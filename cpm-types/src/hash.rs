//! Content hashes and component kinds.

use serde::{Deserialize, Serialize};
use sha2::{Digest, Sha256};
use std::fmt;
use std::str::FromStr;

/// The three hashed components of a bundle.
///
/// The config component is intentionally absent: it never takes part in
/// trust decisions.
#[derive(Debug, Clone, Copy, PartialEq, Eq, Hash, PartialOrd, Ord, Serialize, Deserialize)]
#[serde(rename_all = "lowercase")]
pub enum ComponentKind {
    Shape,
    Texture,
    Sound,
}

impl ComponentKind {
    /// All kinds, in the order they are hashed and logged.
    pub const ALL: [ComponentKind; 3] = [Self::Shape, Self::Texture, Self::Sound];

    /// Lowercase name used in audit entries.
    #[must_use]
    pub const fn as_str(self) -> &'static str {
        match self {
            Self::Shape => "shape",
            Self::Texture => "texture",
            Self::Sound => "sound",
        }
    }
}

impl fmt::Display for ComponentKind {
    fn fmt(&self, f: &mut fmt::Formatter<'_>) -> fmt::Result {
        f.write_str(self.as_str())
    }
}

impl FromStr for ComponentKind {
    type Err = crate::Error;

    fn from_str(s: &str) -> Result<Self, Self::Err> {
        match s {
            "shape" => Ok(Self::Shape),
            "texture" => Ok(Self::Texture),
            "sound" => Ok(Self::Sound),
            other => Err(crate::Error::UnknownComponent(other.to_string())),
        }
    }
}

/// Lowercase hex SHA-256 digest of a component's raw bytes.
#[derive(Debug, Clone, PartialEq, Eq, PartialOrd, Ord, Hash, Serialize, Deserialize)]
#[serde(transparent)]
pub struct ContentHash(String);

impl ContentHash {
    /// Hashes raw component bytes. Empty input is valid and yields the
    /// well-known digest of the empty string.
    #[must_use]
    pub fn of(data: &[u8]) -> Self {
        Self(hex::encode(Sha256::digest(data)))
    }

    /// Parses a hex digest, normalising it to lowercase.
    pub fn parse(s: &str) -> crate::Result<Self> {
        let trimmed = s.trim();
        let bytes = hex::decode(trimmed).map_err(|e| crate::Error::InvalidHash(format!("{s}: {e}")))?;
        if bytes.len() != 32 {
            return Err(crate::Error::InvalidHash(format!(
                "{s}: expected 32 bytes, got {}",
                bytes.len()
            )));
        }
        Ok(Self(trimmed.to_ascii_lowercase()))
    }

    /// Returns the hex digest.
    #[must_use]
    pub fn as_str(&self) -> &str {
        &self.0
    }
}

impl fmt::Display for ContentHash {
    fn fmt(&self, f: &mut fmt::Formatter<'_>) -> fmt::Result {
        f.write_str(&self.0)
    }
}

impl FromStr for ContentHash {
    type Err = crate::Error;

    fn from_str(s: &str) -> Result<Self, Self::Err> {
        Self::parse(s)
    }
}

--

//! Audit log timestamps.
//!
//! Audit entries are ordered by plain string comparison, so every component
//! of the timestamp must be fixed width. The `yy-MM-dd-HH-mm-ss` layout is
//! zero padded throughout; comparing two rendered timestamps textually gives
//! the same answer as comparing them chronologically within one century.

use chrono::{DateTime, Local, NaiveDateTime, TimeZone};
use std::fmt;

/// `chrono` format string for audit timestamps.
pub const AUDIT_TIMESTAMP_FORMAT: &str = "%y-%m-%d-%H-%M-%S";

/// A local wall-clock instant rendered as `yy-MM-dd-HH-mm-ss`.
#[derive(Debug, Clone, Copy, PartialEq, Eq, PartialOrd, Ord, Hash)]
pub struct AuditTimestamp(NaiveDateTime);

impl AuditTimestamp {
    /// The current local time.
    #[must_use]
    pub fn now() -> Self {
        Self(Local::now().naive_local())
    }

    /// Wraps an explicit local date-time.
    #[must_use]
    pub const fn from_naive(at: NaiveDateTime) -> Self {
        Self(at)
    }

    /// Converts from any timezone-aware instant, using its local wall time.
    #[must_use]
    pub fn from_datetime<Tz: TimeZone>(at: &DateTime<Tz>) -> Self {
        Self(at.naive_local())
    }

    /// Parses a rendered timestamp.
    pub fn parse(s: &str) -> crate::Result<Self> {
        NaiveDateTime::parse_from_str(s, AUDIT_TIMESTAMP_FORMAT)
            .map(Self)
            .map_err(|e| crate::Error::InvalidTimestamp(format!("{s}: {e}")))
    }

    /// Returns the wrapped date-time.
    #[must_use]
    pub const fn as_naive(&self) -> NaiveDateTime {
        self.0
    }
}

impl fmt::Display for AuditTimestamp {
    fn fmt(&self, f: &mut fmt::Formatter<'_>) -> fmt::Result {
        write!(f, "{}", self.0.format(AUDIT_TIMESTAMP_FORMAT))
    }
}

---

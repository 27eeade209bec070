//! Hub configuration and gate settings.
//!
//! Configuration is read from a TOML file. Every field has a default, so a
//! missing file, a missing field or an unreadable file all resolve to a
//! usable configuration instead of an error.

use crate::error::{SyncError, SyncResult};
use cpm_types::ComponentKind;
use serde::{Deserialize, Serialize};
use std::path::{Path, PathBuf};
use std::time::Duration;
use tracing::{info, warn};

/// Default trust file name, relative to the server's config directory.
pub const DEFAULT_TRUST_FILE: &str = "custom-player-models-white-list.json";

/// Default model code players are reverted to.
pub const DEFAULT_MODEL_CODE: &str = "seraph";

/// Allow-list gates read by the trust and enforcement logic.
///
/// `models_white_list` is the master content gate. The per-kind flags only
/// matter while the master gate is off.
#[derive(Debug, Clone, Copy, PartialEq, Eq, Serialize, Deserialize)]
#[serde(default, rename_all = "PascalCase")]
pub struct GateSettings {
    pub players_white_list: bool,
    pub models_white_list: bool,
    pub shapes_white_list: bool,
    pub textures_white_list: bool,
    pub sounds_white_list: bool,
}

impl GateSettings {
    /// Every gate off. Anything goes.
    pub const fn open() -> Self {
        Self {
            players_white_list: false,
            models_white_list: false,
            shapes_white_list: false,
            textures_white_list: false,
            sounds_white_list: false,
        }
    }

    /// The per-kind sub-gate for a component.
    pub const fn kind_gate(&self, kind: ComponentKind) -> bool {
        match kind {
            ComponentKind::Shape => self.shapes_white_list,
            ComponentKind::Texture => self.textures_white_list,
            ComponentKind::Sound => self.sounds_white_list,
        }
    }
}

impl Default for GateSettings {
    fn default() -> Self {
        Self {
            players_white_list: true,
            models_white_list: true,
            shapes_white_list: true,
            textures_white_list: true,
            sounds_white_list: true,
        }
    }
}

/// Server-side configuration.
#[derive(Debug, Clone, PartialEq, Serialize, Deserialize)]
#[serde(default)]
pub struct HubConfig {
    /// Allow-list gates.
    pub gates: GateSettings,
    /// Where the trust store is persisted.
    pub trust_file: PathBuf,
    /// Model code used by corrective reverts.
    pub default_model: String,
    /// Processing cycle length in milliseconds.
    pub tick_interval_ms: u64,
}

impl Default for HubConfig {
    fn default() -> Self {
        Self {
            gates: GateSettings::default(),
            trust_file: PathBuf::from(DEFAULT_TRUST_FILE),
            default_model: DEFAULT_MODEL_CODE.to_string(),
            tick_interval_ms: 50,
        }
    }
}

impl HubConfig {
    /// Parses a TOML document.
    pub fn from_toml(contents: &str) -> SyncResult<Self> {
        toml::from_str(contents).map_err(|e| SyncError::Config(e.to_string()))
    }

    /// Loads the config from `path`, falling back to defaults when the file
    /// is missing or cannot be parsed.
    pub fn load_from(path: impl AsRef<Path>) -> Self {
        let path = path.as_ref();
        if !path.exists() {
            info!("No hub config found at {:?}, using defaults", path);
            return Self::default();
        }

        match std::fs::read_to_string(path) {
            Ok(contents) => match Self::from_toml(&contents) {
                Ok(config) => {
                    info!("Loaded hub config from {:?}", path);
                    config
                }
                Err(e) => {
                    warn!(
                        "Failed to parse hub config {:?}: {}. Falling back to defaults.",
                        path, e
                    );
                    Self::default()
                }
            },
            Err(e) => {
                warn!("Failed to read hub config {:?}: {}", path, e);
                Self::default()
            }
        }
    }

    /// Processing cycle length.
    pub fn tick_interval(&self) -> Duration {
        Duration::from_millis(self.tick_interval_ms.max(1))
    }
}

Problem description: What is the number of lines in the listing that include the word "Copy"? Give the number and no other text.

Problem solution: 3